Donald Sull, Harvard professor had mentioned the following in his paper entitled "From Community of innovation to Community of Inertia: the rise and fall of the Akron tire cluster" about the Akron city which describes the changing face of tire industry in the US:
a) The tire makers were among the first American companies to set up dedicated research labs and this industry was recognized as the most research intensive in the country in 1920s (chemicals ranked first).
b) Sales of automobiles increased a thousand fold between 1920 and 1923.
c) The average life if tire increased dramatically from 500 miles in 1900 to 20000 miles in 1923.
d) Passenger tire shipments multiplied rapidly - from 2 million in 1910 to approx 60 million in 1925.
e) More than 500 companies entered the tire industry between 1900 and 1934 (saw World War I and beginning of World War II).
f) Between 1910 and 1920, Akron was the fastest growing city in the United States.
In the late 1960s, Firestone was perhaps the best managed company in its industry... and a preferred supplier to Ford. But when Michelin of France introduced the radial tire and shook up the US market, Firestone's historical success proved its own worst enemy... and the winning story of past turned into disappointment with the acquisition by Bridgestone of Japan in 1988.
Let us explore and look at what led to slowing down of Firestone wheels.
Although radials caused a sharp break with existing tire technology and gave a clear signal of change, Firestone managers continued to look at the new technology (radials) from their pre-existing strategic world-view. In other words, Firestone's reliance on managers' existing strategic frames and reliance on company's existing manufacturing processes proved counterproductive in a fast changing competitive environment.
It seems that resistance to change was quite embedded in Firestone managers - in the early 1970s, Firestone's top management team had spent almost their entire career with the company. The two third were Akron born and bred, and the rest one third, followed in their fathers' footsteps as Firestone executives... got job in the company as part of 'legacy'. It is not known, whether they had requisite qualifications and skills to hold the positions.
Someone had quoted - "Had the ghost of Harvey Firestone returned to Akron in the late 1960s, he would have found that little had changed since his death in 1938."
Firestone managers saw radials tire coming with the power to disrupt the existing market. No doubt, they responded fast and aggressively by introducing an incremental extension (known as belted-bias). It was practically, nowhere closer to the design and technology used in radials.
The company (Firestone) adopted an intense marketing strategy to convince the car manufacturers that their new product (belted-bias) is an alternative to radials. Initially Firestone gained market share based on aggressive advertising that promised outstanding performance… but it was short lived. The sales of the new designed tire deflated. The consumers realized that the new launch was actually no different than the old set of products… they started labeling this product as 'old wine in a new bottle'.

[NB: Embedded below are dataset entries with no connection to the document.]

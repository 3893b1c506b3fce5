//! Herald simulation framework.
//!
//! Test doubles for the capabilities an activity consumes:
//!
//! - [`InMemoryMessageService`] stores seeded messages and attachment
//!   payloads and captures every message sent through it
//! - [`MemoryResourceLoader`] serves workflow resources from memory and
//!   tracks which streams are still open
//! - [`Fixture`] loads seed data from JSON for tests and dry runs
//!
//! # Quick Start
//!
//! ```
//! use herald_core::{AttachmentInfo, RemoteMessage};
//! use herald_simulation::{InMemoryMessageService, MemoryResourceLoader};
//!
//! let service = InMemoryMessageService::new()
//!     .with_message(
//!         RemoteMessage::new("M1", "S-src").with_attachment(AttachmentInfo::new("A1", "a.txt")),
//!     )
//!     .with_attachment_payload("M1", "A1", "aGVsbG8=");
//! let resources = MemoryResourceLoader::new().with_resource("/tmp/a.png", vec![0u8; 10]);
//!
//! service.assert_nothing_sent();
//! assert_eq!(resources.open_streams(), 0);
//! ```

mod error;
pub mod fixture;
pub mod resource;
pub mod service;

pub use error::SimulationError;
pub use fixture::{AttachmentPayload, Fixture};
pub use resource::MemoryResourceLoader;
pub use service::{CapturedAttachment, CapturedSend, FailureMode, InMemoryMessageService, SendPath};
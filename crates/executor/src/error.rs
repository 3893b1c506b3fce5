use herald_core::{AttachmentId, MessageId};
use herald_messaging::MessagingError;
use thiserror::Error;

/// Errors that abort an activity execution.
///
/// None of these are retried inside the executor; they are surfaced to the
/// workflow engine, which marks the activity as failed.
#[derive(Debug, Error)]
pub enum ExecutorError {
    /// Neither the activity nor the triggering event names a stream.
    #[error("no stream id set to send a message")]
    NoDestination,

    /// The message to forward attachments from does not exist.
    #[error("message with id {message_id} not found")]
    MessageNotFound { message_id: MessageId },

    /// A specific attachment was requested from a message that has none.
    #[error("no attachment in requested message with id {message_id}")]
    NoAttachments { message_id: MessageId },

    /// The requested attachment is not part of the referenced message.
    #[error("no attachment with id {attachment_id} found in message with id {message_id}")]
    AttachmentNotFound {
        attachment_id: AttachmentId,
        message_id: MessageId,
    },

    /// The attachment payload returned by the service is not valid base64.
    #[error("failed to decode attachment {attachment_id} of message {message_id}: {source}")]
    Decode {
        attachment_id: AttachmentId,
        message_id: MessageId,
        #[source]
        source: base64::DecodeError,
    },

    /// The messaging service or resource loader failed.
    #[error("messaging error: {0}")]
    Transport(#[from] MessagingError),
}

impl ExecutorError {
    /// Short, stable error code suitable for workflow variables and metrics.
    pub fn code(&self) -> &'static str {
        match self {
            Self::NoDestination => "NO_DESTINATION",
            Self::MessageNotFound { .. } => "MESSAGE_NOT_FOUND",
            Self::NoAttachments { .. } => "NO_ATTACHMENTS",
            Self::AttachmentNotFound { .. } => "ATTACHMENT_NOT_FOUND",
            Self::Decode { .. } => "DECODE_FAILURE",
            Self::Transport(_) => "TRANSPORT_FAILURE",
        }
    }
}
use herald_core::{OutboundMessage, SendMessageSpec};
use herald_messaging::{DynMessageService, ResourceLoader};
use tracing::debug;

use crate::error::ExecutorError;
use crate::resolver::AttachmentResolver;

/// Builds the outbound message for a send-message activity.
pub struct MessageComposer<'a> {
    resolver: AttachmentResolver<'a>,
}

impl<'a> MessageComposer<'a> {
    pub fn new(messages: &'a dyn DynMessageService, resources: &'a dyn ResourceLoader) -> Self {
        Self {
            resolver: AttachmentResolver::new(messages, resources),
        }
    }

    /// Compose the message: the activity content followed by every
    /// attachment declaration resolved in order.
    ///
    /// The first failing declaration aborts composition; attachments
    /// resolved so far are dropped with the partial message.
    pub async fn compose(&self, spec: &SendMessageSpec) -> Result<OutboundMessage, ExecutorError> {
        let mut message = OutboundMessage::new(spec.content.clone());
        for attachment in &spec.attachments {
            for resolved in self.resolver.resolve(attachment).await? {
                message.push_attachment(resolved);
            }
        }
        debug!(
            content_len = message.content.len(),
            attachment_count = message.attachments.len(),
            "composed outbound message"
        );
        Ok(message)
    }
}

In 1972, Ford announced its intention to place radials on all the models over the following few years. General Motors, without losing time followed the suit. In a dramatic response to Ford's decision (since 1906, Firestone focused majorly on 'single customer' i.e. from the time they made their first sale to Ford), Firestone took a call to set up a new factory dedicated to radial production. And the real story was that the Firestone managers decided to 'leverage their existing manufacturing processes' with minor modifications to ramp up radials volume. But soon, the quality problem cropped up due to their 'short-cut culture' which resulted in a voluntary recall of about 9 million tires at a cost of $150 million…largest consumer recall in the history of United States to that time.
The story of Firestone has the following highlights:
Why leaders should take a world view? Any business expecting to survive beyond the next five years must ask itself a basic question: What is the nature and scope of the changes that are turning the world upside down? A serious deliberation on this question will certainly offer a broad-brush look at how the world within which business must operate is changing...

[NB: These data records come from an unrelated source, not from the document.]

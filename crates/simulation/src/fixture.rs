//! Seed data for the in-memory message service.

use std::path::Path;

use herald_core::{AttachmentId, MessageId, RemoteMessage};
use serde::{Deserialize, Serialize};

use crate::error::SimulationError;

/// Stored messages and attachment payloads, loaded from JSON.
///
/// ```json
/// {
///   "messages": [
///     {"messageId": "M1", "streamId": "S-src",
///      "attachments": [{"id": "A1", "name": "hello.txt"}]}
///   ],
///   "attachments": [
///     {"messageId": "M1", "attachmentId": "A1", "data": "aGVsbG8="}
///   ]
/// }
/// ```
#[derive(Debug, Clone, Default, PartialEq, Eq, Serialize, Deserialize)]
pub struct Fixture {
    #[serde(default)]
    pub messages: Vec<RemoteMessage>,
    #[serde(default)]
    pub attachments: Vec<AttachmentPayload>,
}

/// Transport-encoded payload of one stored attachment.
#[derive(Debug, Clone, PartialEq, Eq, Serialize, Deserialize)]
#[serde(rename_all = "camelCase")]
pub struct AttachmentPayload {
    pub message_id: MessageId,
    pub attachment_id: AttachmentId,
    /// Base64 text exactly as the service would return it.
    pub data: String,
}

impl Fixture {
    pub fn from_json(json: &str) -> Result<Self, SimulationError> {
        Ok(serde_json::from_str(json)?)
    }

    pub fn load(path: impl AsRef<Path>) -> Result<Self, SimulationError> {
        let path = path.as_ref();
        let json = std::fs::read_to_string(path).map_err(|source| SimulationError::Io {
            path: path.to_path_buf(),
            source,
        })?;
        Self::from_json(&json)
    }
}

#[cfg(test)]
mod tests {
    use std::io::Write;

    use herald_messaging::MessageService;

    use super::*;
    use crate::InMemoryMessageService;

    const FIXTURE: &str = r#"{
        "messages": [
            {"messageId": "M1", "streamId": "S-src",
             "attachments": [{"id": "A1", "name": "hello.txt", "size": 5}]}
        ],
        "attachments": [
            {"messageId": "M1", "attachmentId": "A1", "data": "aGVsbG8="}
        ]
    }"#;

    #[test]
    fn parses_messages_and_payloads() {
        let fixture = Fixture::from_json(FIXTURE).unwrap();
        assert_eq!(fixture.messages.len(), 1);
        assert_eq!(fixture.messages[0].attachments[0].size, Some(5));
        assert_eq!(fixture.attachments[0].data, "aGVsbG8=");
    }

    #[test]
    fn empty_object_is_an_empty_fixture() {
        assert_eq!(Fixture::from_json("{}").unwrap(), Fixture::default());
    }

    #[test]
    fn malformed_json_is_rejected() {
        assert!(matches!(
            Fixture::from_json("{\"messages\": 3}"),
            Err(SimulationError::Parse(_))
        ));
    }

    #[test]
    fn load_reports_missing_files() {
        let err = Fixture::load("/definitely/not/here.json").unwrap_err();
        assert!(matches!(err, SimulationError::Io { .. }));
    }

    #[tokio::test]
    async fn loaded_fixture_seeds_the_service() {
        let mut file = tempfile::NamedTempFile::new().unwrap();
        file.write_all(FIXTURE.as_bytes()).unwrap();

        let service = InMemoryMessageService::from_fixture(Fixture::load(file.path()).unwrap());
        let message = service.get_message(&"M1".into()).await.unwrap().unwrap();
        let raw = service
            .get_attachment(&message.stream_id, &message.message_id, &"A1".into())
            .await
            .unwrap();
        assert_eq!(&raw[..], b"aGVsbG8=");
    }
}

The corporate story of Sony, Microsoft, Apple, Google, Tesla etc are known for their world view which worked so well for them.
Dann Finnigan, President & CEO, Jobvite recently mentioned that "No job lasts forever--particularly in today's volatile job market, where employees move onward and even CEOs walk away more frequently than ever."
The above statement is quite relevant when we examine this in context of the fact that in Firestone's top management team had spent almost their entire career with the company and one third, followed in their fathers' footsteps as Firestone executives…an impediment in making change in Firestone to respond to external changes and the onslaught of competitors like Michelin of Japan.
The downfall of Firestone also suggests that they relied largely on 'short cut culture' which did not serve at all their customers like Ford which was their single most important customer since they set up their business in Akron, Ohio.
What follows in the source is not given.